Comment fut inventé le Forti-Wonka
« Je ne suis pas sortie de ce lit depuis vingt ans, et personne ne m’en fera sortir ! affirma grand-maman Joséphine.
— Moi non plus, dit grand-maman Georgina.
— Vous en étiez sortis, il y a un instant, dit Mr. Wonka.
— Nous flottions, protesta grand-papa Georges. C’était plus fort que nous.
— Nous n’avons pas posé les pieds par terre, dit grand-maman Joséphine.
— Essayez, dit Mr. Wonka. Vous vous surprendrez peut-être vous-mêmes.
— Allons, Josie, dit grand-papa Joe. Essayez. Je l’ai fait et c’était facile.
— Nous sommes parfaitement bien là où nous sommes, merci beaucoup », fit grand-maman Joséphine.
Mr. Wonka soupira et secoua très lentement et très tristement la tête.
« Oh, bien, dit-il. Puisque c’est comme ça…»

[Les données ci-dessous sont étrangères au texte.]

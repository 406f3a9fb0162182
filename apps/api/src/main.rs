mod ats;
mod config;
mod errors;
mod extraction;
mod llm_client;
mod routes;
mod scoring;
mod state;

use anyhow::Result;
use std::net::SocketAddr;
use std::sync::Arc;
use tower_http::{cors::CorsLayer, trace::TraceLayer};
use tracing::info;
use tracing_subscriber::{layer::SubscriberExt, util::SubscriberInitExt, EnvFilter};

use crate::config::Config;
use crate::extraction::{ExtractionOptions, NormalizeMode};
use crate::llm_client::LlmClient;
use crate::routes::build_router;
use crate::scoring::{KeywordAtsScorer, LlmAtsScorer, ResumeScorer};
use crate::state::AppState;

#[tokio::main]
async fn main() -> Result<()> {
    // Load configuration first (fails on malformed env vars)
    let config = Config::from_env()?;

    // Initialize structured logging
    tracing_subscriber::registry()
        .with(EnvFilter::try_from_default_env().unwrap_or_else(|_| {
            EnvFilter::new(format!("{}={}", env!("CARGO_PKG_NAME"), &config.rust_log))
        }))
        .with(tracing_subscriber::fmt::layer())
        .init();

    info!("Starting ATS API v{}", env!("CARGO_PKG_VERSION"));

    // Scorer: LLM when a key is configured, keyword heuristics otherwise
    let scorer: Arc<dyn ResumeScorer> = match &config.anthropic_api_key {
        Some(key) => {
            let llm = LlmClient::new(key.clone(), config.llm_model.clone())?;
            info!("LLM scorer initialized (model: {})", llm.model());
            Arc::new(LlmAtsScorer(llm))
        }
        None => {
            info!("No ANTHROPIC_API_KEY set, using keyword scorer");
            Arc::new(KeywordAtsScorer)
        }
    };

    let mode = if config.strict_token_filter {
        NormalizeMode::Strict
    } else {
        NormalizeMode::Lenient
    };
    let options = ExtractionOptions::server().with_mode(mode);
    info!(
        ?mode,
        max_upload_bytes = config.max_upload_bytes,
        "Extraction configured"
    );

    // Build app state
    let state = AppState {
        config: config.clone(),
        scorer,
        options,
    };

    // Build router
    let app = build_router(state)
        .layer(TraceLayer::new_for_http())
        .layer(CorsLayer::permissive());

    let addr: SocketAddr = format!("0.0.0.0:{}", config.port).parse()?;
    info!("Listening on {addr}");

    let listener = tokio::net::TcpListener::bind(addr).await?;
    axum::serve(listener, app).await?;

    Ok(())
}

Il pencha la tête sur le côté et regarda pensivement les trois vieux grabataires. Charlie, qui l’observait attentivement, aperçut encore une fois une lueur s’allumer et scintiller dans ses petits yeux brillants.
« Oh, oh, songea Charlie, qu’est-ce qu’il mijote ? »
« Je suppose, reprit Mr. Wonka en mettant le bout d’un doigt sur le bout de son nez et en appuyant doucement, je suppose… car il s’agit d’un cas très particulier… Je suppose que je pourrais vous économiser un petit bout de…»
Il s’arrêta et secoua la tête.
« Un tout petit bout de quoi ? demanda grand-maman Joséphine sèchement.
— Non, dit Mr. Wonka. Ça ne rime à rien. Vous paraissez avoir décidé de rester dans ce lit, quoi qu’il arrive. Et de toute façon, la chose est beaucoup trop précieuse pour être gaspillée. Désolé d’y avoir fait allusion. »
Il commença à s’éloigner.
« Hé ! hurla grand-maman Georgina. Vous avez commencé, il faut aller jusqu’au bout ! Qu’est-ce qui est trop précieux pour être gaspillé ? »
Mr. Wonka s’arrêta. Il se retourna lentement. Il regarda un moment les trois vieux grabataires avec sévérité. Ils lui rendirent son regard, attendant qu’il poursuive. Il resta silencieux un petit peu plus longtemps, pour exciter leur curiosité. Derrière lui, les Oompa-Loompas, complètement immobiles, l’observaient.
« De quoi parliez-vous ? demanda grand-maman Georgina.
— Continuez, pour l’amour du ciel ! insista grand-maman Joséphine.
— Très bien, dit enfin Mr. Wonka. Je vais vous le dire. Et écoutez-moi attentivement, parce que ça peut changer toutes vos vies. Ça peut même vous changer.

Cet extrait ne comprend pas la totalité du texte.